**Data section**
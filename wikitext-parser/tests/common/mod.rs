//! Shared helpers for parsing test input.

use wikitext_parser::dialects::{markdown, tracwiki};
use wikitext_parser::{
    Event, LanguageConfiguration, MarkupLanguage, MarkupParser, RecordingDocumentBuilder,
};

pub const TRAC_SERVER: &str = "http://trac.edgewall.org";

/// TracWiki with a server URL, so Trac links resolve.
pub fn trac_with_server() -> MarkupLanguage {
    tracwiki::language()
        .configured(&LanguageConfiguration {
            server_url: Some(TRAC_SERVER.to_string()),
            ..Default::default()
        })
        .expect("valid server url")
}

/// TracWiki with an internal link pattern.
pub fn trac_with_pattern(pattern: &str) -> MarkupLanguage {
    tracwiki::language()
        .configured(&LanguageConfiguration {
            internal_link_pattern: Some(pattern.to_string()),
            ..Default::default()
        })
        .expect("valid link pattern")
}

pub fn html(language: &MarkupLanguage, source: &str) -> String {
    MarkupParser::new(language)
        .parse_to_html(source)
        .expect("html builder never fails on a balanced stream")
}

pub fn trac_html(source: &str) -> String {
    html(&tracwiki::language(), source)
}

pub fn markdown_html(source: &str) -> String {
    html(&markdown::language(), source)
}

pub fn events(language: &MarkupLanguage, source: &str) -> Vec<Event> {
    let mut builder = RecordingDocumentBuilder::new();
    MarkupParser::new(language)
        .parse(source, &mut builder)
        .expect("recording builder never fails");
    assert!(builder.is_balanced(), "unbalanced stream for {source:?}");
    builder.into_events()
}

/// The recorded stream, one event per line.
pub fn rendered_events(language: &MarkupLanguage, source: &str) -> String {
    let mut builder = RecordingDocumentBuilder::new();
    MarkupParser::new(language)
        .parse(source, &mut builder)
        .expect("recording builder never fails");
    builder.render()
}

**Activity**
Without omission, return all of the records exactly as given.

**Response to the task**
filename wikitext-parser/tests/common/mod.rs
//! Shared helpers for parsing test input.

use wikitext_parser::dialects::{markdown, tracwiki};
use wikitext_parser::{
    Event, LanguageConfiguration, MarkupLanguage, MarkupParser, RecordingDocumentBuilder,
};

pub const TRAC_SERVER: &str = "http://trac.edgewall.org";

/// TracWiki with a server URL, so Trac links resolve.
pub fn trac_with_server() -> MarkupLanguage {
    tracwiki::language()
        .configured(&LanguageConfiguration {
            server_url: Some(TRAC_SERVER.to_string()),
            ..Default::default()
        })
        .expect("valid server url")
}

/// TracWiki with an internal link pattern.
pub fn trac_with_pattern(pattern: &str) -> MarkupLanguage {
    tracwiki::language()
        .configured(&LanguageConfiguration {
            internal_link_pattern: Some(pattern.to_string()),
            ..Default::default()
        })
        .expect("valid link pattern")
}

pub fn html(language: &MarkupLanguage, source: &str) -> String {
    MarkupParser::new(language)
        .parse_to_html(source)
        .expect("html builder never fails on a balanced stream")
}

pub fn trac_html(source: &str) -> String {
    html(&tracwiki::language(), source)
}

pub fn markdown_html(source: &str) -> String {
    html(&markdown::language(), source)
}

pub fn events(language: &MarkupLanguage, source: &str) -> Vec<Event> {
    let mut builder = RecordingDocumentBuilder::new();
    MarkupParser::new(language)
        .parse(source, &mut builder)
        .expect("recording builder never fails");
    assert!(builder.is_balanced(), "unbalanced stream for {source:?}");
    builder.into_events()
}

/// The recorded stream, one event per line.
pub fn rendered_events(language: &MarkupLanguage, source: &str) -> String {
    let mut builder = RecordingDocumentBuilder::new();
    MarkupParser::new(language)
        .parse(source, &mut builder)
        .expect("recording builder never fails");
    builder.render()
}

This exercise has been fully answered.